[Stored items]
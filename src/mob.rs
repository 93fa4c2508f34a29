//! Mob attribute recomputation, leveling, abilities, and equipment (C6).

use crate::attributes::{derive_secondary, PrimaryAttributes, ResourceCaps};
use crate::effects::EffectKind;
use crate::ids::Oid;
use crate::model::mob::DerivedAttributes;
use crate::model::object::EquipmentKind;
use crate::model::types::{AttributeBonuses, EquipSlot};
use crate::registry::World;

/// Recomputes `race + job + level growth + runtime bonuses + equipment +
/// passive effects` into the mob's cached `DerivedAttributes` (§4.4's
/// derivation pipeline, steps 1-5). Step 6 (health/mana reconciliation) is
/// governed by `preserve_ratio`: `true` re-applies the mob's current
/// health/mana ratio against the new caps; `false` just re-clamps the
/// current value. Fresh mobs should go through `bootstrap` instead, which
/// fills both resources to the new max.
pub fn recompute_attributes(world: &mut World, oid: Oid, preserve_ratio: bool) {
    let Some(mob) = world.entity(oid).and_then(|e| e.kind.as_mob()) else {
        return;
    };

    let race_id = mob.race.clone();
    let job_id = mob.job.clone();
    let level = mob.level;
    let runtime_primary = mob.attribute_bonuses;
    let runtime_resources = mob.resource_bonuses;
    let equipped: Vec<Oid> = mob.equipped.values().copied().collect();
    let passive_bonuses: Vec<AttributeBonuses> = mob
        .active_effects
        .iter()
        .filter(|e| e.kind == EffectKind::Passive)
        .filter_map(|e| e.bonuses)
        .collect();
    let prior_health = mob.health;
    let prior_mana = mob.mana;
    let prior_caps = mob.derived.caps;

    let Some(race) = world.resolver.resolve_race(&race_id) else {
        world
            .logger
            .warn(&format!("recompute_attributes: unknown race {race_id:?}"));
        return;
    };
    let race = race.clone();
    let Some(job) = world.resolver.resolve_job(&job_id) else {
        world
            .logger
            .warn(&format!("recompute_attributes: unknown job {job_id:?}"));
        return;
    };
    let job = job.clone();

    let levels_above_one = level.saturating_sub(1) as f64;

    let mut equipment_primary = PrimaryAttributes::default();
    let mut equipment_bonuses = AttributeBonuses::default();
    let mut armor_defense_total = 0.0;
    for eq_oid in &equipped {
        if let Some(eq) = world.entity(*eq_oid).and_then(|e| e.kind.as_equipment()) {
            equipment_primary = equipment_primary + eq.attribute_bonuses;
            equipment_bonuses.secondary = equipment_bonuses.secondary + eq.secondary_bonuses;
            equipment_bonuses.resources = equipment_bonuses.resources + eq.resource_bonuses;
            // Weapons never contribute attack power to base stats (§4.4):
            // they only matter when actually swung.
            if let EquipmentKind::Armor { defense } = eq.kind {
                armor_defense_total += defense;
            }
        }
    }

    let passive_total = AttributeBonuses::sum(&passive_bonuses);

    let mut primary = race.start_primary
        + job.start_primary
        + race.growth_primary * levels_above_one
        + job.growth_primary * levels_above_one
        + runtime_primary
        + equipment_primary
        + passive_total.primary;
    primary = primary.rounded(&world.config);

    let mut secondary =
        derive_secondary(&primary) + equipment_bonuses.secondary + passive_total.secondary;
    secondary.defense += armor_defense_total;
    secondary = secondary.rounded(&world.config);

    let caps_base = race.start_resources
        + job.start_resources
        + race.growth_resources * levels_above_one
        + job.growth_resources * levels_above_one
        + runtime_resources
        + equipment_bonuses.resources
        + passive_total.resources;
    let caps = caps_base.with_vitality_wisdom(&secondary, &world.config);

    let new_health = if preserve_ratio && prior_caps.max_health > 0.0 {
        let ratio = prior_health as f64 / prior_caps.max_health;
        (ratio * caps.max_health).round().max(0.0) as u32
    } else {
        (prior_health as f64).min(caps.max_health).round() as u32
    };
    let new_mana = if preserve_ratio && prior_caps.max_mana > 0.0 {
        let ratio = prior_mana as f64 / prior_caps.max_mana;
        (ratio * caps.max_mana).round().max(0.0) as u32
    } else {
        (prior_mana as f64).min(caps.max_mana).round() as u32
    };

    if let Some(mob) = world.entity_mut(oid).and_then(|e| e.kind.as_mob_mut()) {
        mob.derived = DerivedAttributes {
            primary,
            secondary,
            caps,
        };
        mob.health = new_health;
        mob.mana = new_mana;
    }
    crate::regen::update_regeneration_membership(world, oid);
}

/// Fills health/mana to max and zeroes exhaustion — used once, at mob
/// creation, instead of `recompute_attributes`'s ratio-preserving path.
pub fn bootstrap(world: &mut World, oid: Oid) {
    recompute_attributes(world, oid, false);
    if let Some(mob) = world.entity_mut(oid).and_then(|e| e.kind.as_mob_mut()) {
        mob.health = mob.derived.caps.max_health.round().max(0.0) as u32;
        mob.mana = mob.derived.caps.max_mana.round().max(0.0) as u32;
        mob.exhaustion = 0;
    }
    crate::regen::update_regeneration_membership(world, oid);
    crate::movement::sync_wandering_membership(world, oid);
}

#[derive(Debug, Clone, Copy)]
pub struct ProficiencyGain {
    pub old_pct: u8,
    pub new_pct: u8,
}

/// Increments an ability's use count and refreshes its cached proficiency
/// percentage. Returns `Some` only when the integer percentage actually
/// increased, matching §4.4's "send a proficiency increased message" rule.
pub fn use_ability(world: &mut World, mob_oid: Oid, ability_id: &str) -> Option<ProficiencyGain> {
    let curve = world.resolver.resolve_ability(ability_id)?.proficiency_curve.clone();

    let mob = world.entity_mut(mob_oid)?.kind.as_mob_mut()?;
    let count = {
        let entry = mob.learned_abilities.entry(ability_id.to_string()).or_insert(0);
        *entry += 1;
        *entry
    };
    let old_pct = mob.proficiency_snapshot.get(ability_id).copied().unwrap_or(0);
    let new_pct = curve.evaluate(count);
    mob.proficiency_snapshot.insert(ability_id.to_string(), new_pct);

    if new_pct > old_pct {
        Some(ProficiencyGain { old_pct, new_pct })
    } else {
        None
    }
}

/// `GetUnlearnedArchetypeAbilities`: race/job grants at or below the mob's
/// current level that aren't in `learnedAbilities` yet.
pub fn unlearned_archetype_abilities(world: &World, mob_oid: Oid) -> Vec<String> {
    let Some(mob) = world.entity(mob_oid).and_then(|e| e.kind.as_mob()) else {
        return Vec::new();
    };
    let Some(race) = world.resolver.resolve_race(&mob.race) else {
        return Vec::new();
    };
    let Some(job) = world.resolver.resolve_job(&mob.job) else {
        return Vec::new();
    };
    race.archetype_abilities
        .iter()
        .chain(job.archetype_abilities.iter())
        .filter(|grant| grant.level <= mob.level && !mob.learned_abilities.contains_key(&grant.ability_id))
        .map(|grant| grant.ability_id.clone())
        .collect()
}

/// `LearnArchetypeAbility`: registers a race/job-granted ability with a
/// fresh use count, as opposed to `use_ability`'s increment-in-place.
pub fn learn_archetype_ability(world: &mut World, mob_oid: Oid, ability_id: &str) {
    if let Some(mob) = world.entity_mut(mob_oid).and_then(|e| e.kind.as_mob_mut()) {
        mob.learned_abilities.entry(ability_id.to_string()).or_insert(0);
        mob.proficiency_snapshot.entry(ability_id.to_string()).or_insert(0);
    }
}

#[derive(Debug, Clone)]
pub struct LevelUpSummary {
    pub levels_gained: u32,
    pub before: DerivedAttributes,
    pub after: DerivedAttributes,
    pub newly_eligible_abilities: Vec<String>,
}

/// `GainExperience(raw)`. Returns `None` if no level threshold was crossed.
pub fn gain_experience(world: &mut World, mob_oid: Oid, raw: f64) -> Option<LevelUpSummary> {
    let mob = world.entity(mob_oid)?.kind.as_mob()?;
    let race_id = mob.race.clone();
    let job_id = mob.job.clone();
    let level = mob.level;
    let before = mob.derived;

    let race_mod = world.resolver.resolve_race(&race_id)?.level_modifier.evaluate(level);
    let job_mod = world.resolver.resolve_job(&job_id)?.level_modifier.evaluate(level);
    let growth_modifier = (race_mod * job_mod).max(0.0001);
    let adjusted = (raw / growth_modifier).floor().max(0.0) as u32;

    let threshold = world.config.experience_threshold;
    let mob = world.entity_mut(mob_oid)?.kind.as_mob_mut()?;
    mob.experience += adjusted;
    let mut levels_gained = 0u32;
    while mob.experience >= threshold {
        mob.experience -= threshold;
        mob.level += 1;
        levels_gained += 1;
    }
    if levels_gained == 0 {
        return None;
    }

    recompute_attributes(world, mob_oid, true);
    let after = world.entity(mob_oid)?.kind.as_mob()?.derived;
    let newly_eligible_abilities = unlearned_archetype_abilities(world, mob_oid);

    Some(LevelUpSummary {
        levels_gained,
        before,
        after,
        newly_eligible_abilities,
    })
}

/// `AwardKillExperience(targetLevel)`: base 10 XP, +2 per level the target
/// exceeds the mob, or `10 + diff` (floored at 1) per level below.
pub fn award_kill_experience(world: &mut World, mob_oid: Oid, target_level: u32) -> Option<LevelUpSummary> {
    let level = world.entity(mob_oid)?.kind.as_mob()?.level;
    let diff = target_level as i64 - level as i64;
    let amount = if diff > 0 { 10 + 2 * diff } else { (10 + diff).max(1) };
    gain_experience(world, mob_oid, amount as f64)
}

/// Equips an item already sitting in the mob's inventory into its
/// equipment slot, then recomputes attributes preserving resource ratios.
pub fn equip(world: &mut World, mob_oid: Oid, item_oid: Oid) -> bool {
    let Some((slot, held)) = world.entity(item_oid).map(|e| {
        (
            e.kind.as_equipment().map(|eq| eq.slot.clone()),
            e.base.location == Some(mob_oid),
        )
    }) else {
        return false;
    };
    let Some(slot) = slot else { return false };
    if !held {
        return false;
    }

    let Some(mob) = world.entity_mut(mob_oid).and_then(|e| e.kind.as_mob_mut()) else {
        return false;
    };
    mob.equipped.insert(slot, item_oid);
    recompute_attributes(world, mob_oid, true);
    true
}

/// Unequips whatever occupies `slot`; the item stays in the mob's
/// inventory (§4.4: "item stays in inventory").
pub fn unequip(world: &mut World, mob_oid: Oid, slot: &EquipSlot) -> bool {
    let removed = world
        .entity_mut(mob_oid)
        .and_then(|e| e.kind.as_mob_mut())
        .map(|mob| mob.equipped.remove(slot).is_some())
        .unwrap_or(false);
    if removed {
        recompute_attributes(world, mob_oid, true);
    }
    removed
}

/// Binds a mob to its controlling player character, maintaining invariant 4
/// (bidirectional character<->mob). The character side of the relationship
/// lives outside this crate; callers are expected to set the reciprocal
/// pointer themselves.
pub fn set_character(world: &mut World, mob_oid: Oid, character_ref: Option<String>) {
    if let Some(mob) = world.entity_mut(mob_oid).and_then(|e| e.kind.as_mob_mut()) {
        mob.character_ref = character_ref;
    }
}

◆ WHAT YOU HAVE TO DO ◆
Using the records above, set down exactly the lines from the one with "grant.level <= mob.level" through the one with "ability with a", inclusive, and nothing more.

◆ RESPONSE TO THIS EXERCISE ◆
        .filter(|grant| grant.level <= mob.level && !mob.learned_abilities.contains_key(&grant.ability_id))
        .map(|grant| grant.ability_id.clone())
        .collect()
}

/// `LearnArchetypeAbility`: registers a race/job-granted ability with a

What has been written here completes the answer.